DATASET below:

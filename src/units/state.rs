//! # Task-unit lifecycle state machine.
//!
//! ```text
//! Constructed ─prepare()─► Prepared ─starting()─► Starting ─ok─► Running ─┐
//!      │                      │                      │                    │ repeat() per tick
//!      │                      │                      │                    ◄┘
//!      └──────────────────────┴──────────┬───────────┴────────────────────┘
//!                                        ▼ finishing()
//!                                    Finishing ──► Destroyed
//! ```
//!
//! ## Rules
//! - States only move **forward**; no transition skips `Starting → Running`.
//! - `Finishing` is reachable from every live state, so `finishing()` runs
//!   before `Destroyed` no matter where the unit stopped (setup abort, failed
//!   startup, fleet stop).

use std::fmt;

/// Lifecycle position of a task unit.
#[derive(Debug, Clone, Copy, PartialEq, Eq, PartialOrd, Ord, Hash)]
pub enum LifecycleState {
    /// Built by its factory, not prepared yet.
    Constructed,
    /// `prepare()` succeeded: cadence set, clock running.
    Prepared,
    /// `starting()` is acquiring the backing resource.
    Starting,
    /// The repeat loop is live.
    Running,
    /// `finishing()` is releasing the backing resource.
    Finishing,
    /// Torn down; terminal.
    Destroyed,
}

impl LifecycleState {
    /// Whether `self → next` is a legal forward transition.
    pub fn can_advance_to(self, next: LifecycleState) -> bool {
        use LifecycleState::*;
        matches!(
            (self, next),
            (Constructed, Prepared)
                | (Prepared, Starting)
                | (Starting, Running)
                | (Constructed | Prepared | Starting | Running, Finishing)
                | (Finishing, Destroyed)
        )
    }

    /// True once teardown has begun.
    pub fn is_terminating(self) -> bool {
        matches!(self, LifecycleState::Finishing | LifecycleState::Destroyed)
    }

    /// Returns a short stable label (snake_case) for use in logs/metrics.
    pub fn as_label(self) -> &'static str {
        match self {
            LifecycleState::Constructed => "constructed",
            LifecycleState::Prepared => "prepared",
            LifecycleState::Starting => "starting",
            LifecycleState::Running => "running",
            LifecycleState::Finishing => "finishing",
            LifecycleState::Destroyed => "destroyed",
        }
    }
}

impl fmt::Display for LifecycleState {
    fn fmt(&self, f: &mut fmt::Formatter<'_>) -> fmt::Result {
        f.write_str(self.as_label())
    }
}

End of DATASET.
DATASET below:

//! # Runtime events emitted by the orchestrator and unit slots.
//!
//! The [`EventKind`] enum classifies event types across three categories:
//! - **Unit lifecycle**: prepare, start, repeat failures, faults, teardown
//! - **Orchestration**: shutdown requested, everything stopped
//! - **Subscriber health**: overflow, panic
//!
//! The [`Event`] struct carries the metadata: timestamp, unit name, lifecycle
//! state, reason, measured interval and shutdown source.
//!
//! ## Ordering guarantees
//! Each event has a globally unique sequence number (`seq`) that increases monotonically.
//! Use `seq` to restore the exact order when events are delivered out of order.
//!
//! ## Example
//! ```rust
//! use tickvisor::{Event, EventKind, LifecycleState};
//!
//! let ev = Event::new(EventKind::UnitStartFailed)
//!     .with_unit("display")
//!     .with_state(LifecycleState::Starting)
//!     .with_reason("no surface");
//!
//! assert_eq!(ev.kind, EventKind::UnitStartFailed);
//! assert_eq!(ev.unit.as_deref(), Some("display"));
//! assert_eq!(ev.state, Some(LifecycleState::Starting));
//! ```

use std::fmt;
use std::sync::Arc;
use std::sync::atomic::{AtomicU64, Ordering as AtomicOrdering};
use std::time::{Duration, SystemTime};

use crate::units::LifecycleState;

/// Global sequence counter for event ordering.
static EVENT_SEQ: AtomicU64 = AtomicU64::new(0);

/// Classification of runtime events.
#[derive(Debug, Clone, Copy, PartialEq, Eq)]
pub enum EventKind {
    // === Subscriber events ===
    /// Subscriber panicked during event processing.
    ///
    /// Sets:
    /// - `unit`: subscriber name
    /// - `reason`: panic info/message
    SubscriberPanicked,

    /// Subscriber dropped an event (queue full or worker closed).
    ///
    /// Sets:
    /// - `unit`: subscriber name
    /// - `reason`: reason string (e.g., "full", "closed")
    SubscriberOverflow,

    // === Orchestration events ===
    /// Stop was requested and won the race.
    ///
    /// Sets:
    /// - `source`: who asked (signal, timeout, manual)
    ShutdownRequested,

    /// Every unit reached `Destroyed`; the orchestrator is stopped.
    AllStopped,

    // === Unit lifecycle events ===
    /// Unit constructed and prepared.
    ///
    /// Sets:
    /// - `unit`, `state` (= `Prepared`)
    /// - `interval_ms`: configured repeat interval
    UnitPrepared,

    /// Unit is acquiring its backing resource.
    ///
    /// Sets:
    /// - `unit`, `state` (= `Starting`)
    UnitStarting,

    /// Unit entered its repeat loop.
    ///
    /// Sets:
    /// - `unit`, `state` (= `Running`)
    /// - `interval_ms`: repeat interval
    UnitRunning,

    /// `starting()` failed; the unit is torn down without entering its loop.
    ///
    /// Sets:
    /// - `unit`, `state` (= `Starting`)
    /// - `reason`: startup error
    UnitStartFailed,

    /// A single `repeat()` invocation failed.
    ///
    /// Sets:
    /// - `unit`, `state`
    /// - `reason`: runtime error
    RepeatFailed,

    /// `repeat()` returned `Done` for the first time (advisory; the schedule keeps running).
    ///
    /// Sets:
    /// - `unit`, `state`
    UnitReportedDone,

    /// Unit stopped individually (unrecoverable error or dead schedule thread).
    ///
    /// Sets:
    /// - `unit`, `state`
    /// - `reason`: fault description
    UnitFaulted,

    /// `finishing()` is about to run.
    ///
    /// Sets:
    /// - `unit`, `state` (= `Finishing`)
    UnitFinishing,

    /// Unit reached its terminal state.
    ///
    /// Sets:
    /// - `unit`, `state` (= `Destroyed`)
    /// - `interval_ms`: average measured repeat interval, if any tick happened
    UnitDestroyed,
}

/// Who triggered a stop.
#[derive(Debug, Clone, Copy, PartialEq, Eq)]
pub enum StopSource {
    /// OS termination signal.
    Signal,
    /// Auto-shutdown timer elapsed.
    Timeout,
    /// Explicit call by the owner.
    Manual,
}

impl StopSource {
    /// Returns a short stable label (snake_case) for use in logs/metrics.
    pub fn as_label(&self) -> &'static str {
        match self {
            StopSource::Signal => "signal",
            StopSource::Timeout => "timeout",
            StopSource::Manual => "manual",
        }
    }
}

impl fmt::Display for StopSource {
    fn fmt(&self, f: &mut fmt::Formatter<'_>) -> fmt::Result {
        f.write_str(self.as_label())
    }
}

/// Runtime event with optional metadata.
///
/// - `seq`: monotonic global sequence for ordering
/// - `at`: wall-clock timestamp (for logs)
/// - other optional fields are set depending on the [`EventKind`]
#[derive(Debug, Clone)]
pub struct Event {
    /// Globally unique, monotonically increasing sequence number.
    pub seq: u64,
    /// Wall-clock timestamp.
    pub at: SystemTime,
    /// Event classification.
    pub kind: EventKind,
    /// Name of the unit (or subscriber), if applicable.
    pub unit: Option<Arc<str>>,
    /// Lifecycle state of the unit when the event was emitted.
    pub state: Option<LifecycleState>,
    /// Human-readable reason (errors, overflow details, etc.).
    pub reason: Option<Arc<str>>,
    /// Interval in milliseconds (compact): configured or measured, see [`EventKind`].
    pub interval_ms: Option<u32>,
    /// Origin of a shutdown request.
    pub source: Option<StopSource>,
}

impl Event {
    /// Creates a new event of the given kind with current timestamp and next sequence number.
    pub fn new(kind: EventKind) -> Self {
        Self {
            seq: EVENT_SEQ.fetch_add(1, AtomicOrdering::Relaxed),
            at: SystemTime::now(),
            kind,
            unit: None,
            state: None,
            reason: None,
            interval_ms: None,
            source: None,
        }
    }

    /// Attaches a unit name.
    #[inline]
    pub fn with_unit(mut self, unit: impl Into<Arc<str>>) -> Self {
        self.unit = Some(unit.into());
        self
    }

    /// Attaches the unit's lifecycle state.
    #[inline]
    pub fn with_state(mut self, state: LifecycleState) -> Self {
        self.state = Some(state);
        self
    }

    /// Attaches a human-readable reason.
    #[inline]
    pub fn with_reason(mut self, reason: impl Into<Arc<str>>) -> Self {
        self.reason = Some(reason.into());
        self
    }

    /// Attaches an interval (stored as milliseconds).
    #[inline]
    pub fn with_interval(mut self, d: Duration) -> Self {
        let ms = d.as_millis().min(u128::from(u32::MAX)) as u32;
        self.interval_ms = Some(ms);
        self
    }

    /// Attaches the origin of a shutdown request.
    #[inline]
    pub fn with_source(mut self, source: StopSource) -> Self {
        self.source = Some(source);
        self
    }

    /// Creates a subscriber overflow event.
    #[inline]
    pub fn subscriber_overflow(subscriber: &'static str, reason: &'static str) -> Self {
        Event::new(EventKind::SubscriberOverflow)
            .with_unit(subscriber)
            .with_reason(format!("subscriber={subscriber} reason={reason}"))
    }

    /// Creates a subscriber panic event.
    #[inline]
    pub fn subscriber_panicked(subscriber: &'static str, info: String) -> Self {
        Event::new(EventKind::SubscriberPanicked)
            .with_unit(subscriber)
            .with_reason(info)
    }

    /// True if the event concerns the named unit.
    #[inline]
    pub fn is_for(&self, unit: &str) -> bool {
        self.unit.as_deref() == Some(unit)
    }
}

End of DATASET.
DATASET below:

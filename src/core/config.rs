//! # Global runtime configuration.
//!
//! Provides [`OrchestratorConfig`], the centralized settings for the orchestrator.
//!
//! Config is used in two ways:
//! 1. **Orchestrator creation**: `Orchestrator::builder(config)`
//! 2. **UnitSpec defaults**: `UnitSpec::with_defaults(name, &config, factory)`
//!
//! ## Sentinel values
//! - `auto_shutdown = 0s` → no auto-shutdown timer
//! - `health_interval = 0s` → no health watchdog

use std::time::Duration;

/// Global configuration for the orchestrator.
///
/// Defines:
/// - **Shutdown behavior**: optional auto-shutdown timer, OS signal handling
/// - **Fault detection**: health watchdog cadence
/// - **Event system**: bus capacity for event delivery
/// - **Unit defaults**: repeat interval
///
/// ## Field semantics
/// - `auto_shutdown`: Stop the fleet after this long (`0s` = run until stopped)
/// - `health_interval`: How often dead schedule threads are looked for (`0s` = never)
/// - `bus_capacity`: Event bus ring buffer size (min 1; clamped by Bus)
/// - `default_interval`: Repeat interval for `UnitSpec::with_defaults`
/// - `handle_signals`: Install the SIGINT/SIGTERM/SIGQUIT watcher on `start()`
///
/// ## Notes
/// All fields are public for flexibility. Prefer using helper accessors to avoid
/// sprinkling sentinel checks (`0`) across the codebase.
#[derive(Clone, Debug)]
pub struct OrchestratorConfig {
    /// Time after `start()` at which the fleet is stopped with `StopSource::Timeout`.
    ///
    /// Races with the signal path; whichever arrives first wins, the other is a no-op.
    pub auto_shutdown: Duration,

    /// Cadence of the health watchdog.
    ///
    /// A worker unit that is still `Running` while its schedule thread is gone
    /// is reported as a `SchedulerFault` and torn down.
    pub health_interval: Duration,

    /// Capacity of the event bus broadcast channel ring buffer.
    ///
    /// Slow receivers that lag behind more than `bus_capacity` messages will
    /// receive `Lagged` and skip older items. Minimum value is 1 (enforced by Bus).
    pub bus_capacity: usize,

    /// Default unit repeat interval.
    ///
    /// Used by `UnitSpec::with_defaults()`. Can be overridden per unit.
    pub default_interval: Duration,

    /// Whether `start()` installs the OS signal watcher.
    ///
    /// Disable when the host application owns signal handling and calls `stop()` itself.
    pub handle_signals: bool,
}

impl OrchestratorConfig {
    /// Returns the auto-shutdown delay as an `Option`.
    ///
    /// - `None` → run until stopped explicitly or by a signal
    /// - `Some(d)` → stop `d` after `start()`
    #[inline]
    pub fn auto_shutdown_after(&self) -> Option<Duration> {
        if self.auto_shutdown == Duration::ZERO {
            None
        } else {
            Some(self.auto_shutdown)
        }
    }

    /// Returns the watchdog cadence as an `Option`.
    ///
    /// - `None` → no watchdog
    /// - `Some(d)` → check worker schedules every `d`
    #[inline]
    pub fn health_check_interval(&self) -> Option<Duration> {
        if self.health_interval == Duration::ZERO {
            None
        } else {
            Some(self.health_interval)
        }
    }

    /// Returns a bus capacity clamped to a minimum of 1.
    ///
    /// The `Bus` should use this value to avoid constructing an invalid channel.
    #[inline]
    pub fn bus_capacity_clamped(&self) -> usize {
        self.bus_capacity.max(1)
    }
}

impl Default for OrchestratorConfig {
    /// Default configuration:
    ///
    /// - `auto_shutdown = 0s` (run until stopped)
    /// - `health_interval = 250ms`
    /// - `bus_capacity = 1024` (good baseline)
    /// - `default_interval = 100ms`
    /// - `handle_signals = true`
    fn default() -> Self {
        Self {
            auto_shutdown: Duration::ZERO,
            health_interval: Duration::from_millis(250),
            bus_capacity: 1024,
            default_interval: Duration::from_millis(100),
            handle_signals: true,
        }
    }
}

End of DATASET.

▸ ABOUT THIS EXERCISE: Where a line of the entries contains the word "closed", copy that line.

▸ ANSWER TO THE EXERCISE:
    /// Subscriber dropped an event (queue full or worker closed).
    /// - `reason`: reason string (e.g., "full", "closed")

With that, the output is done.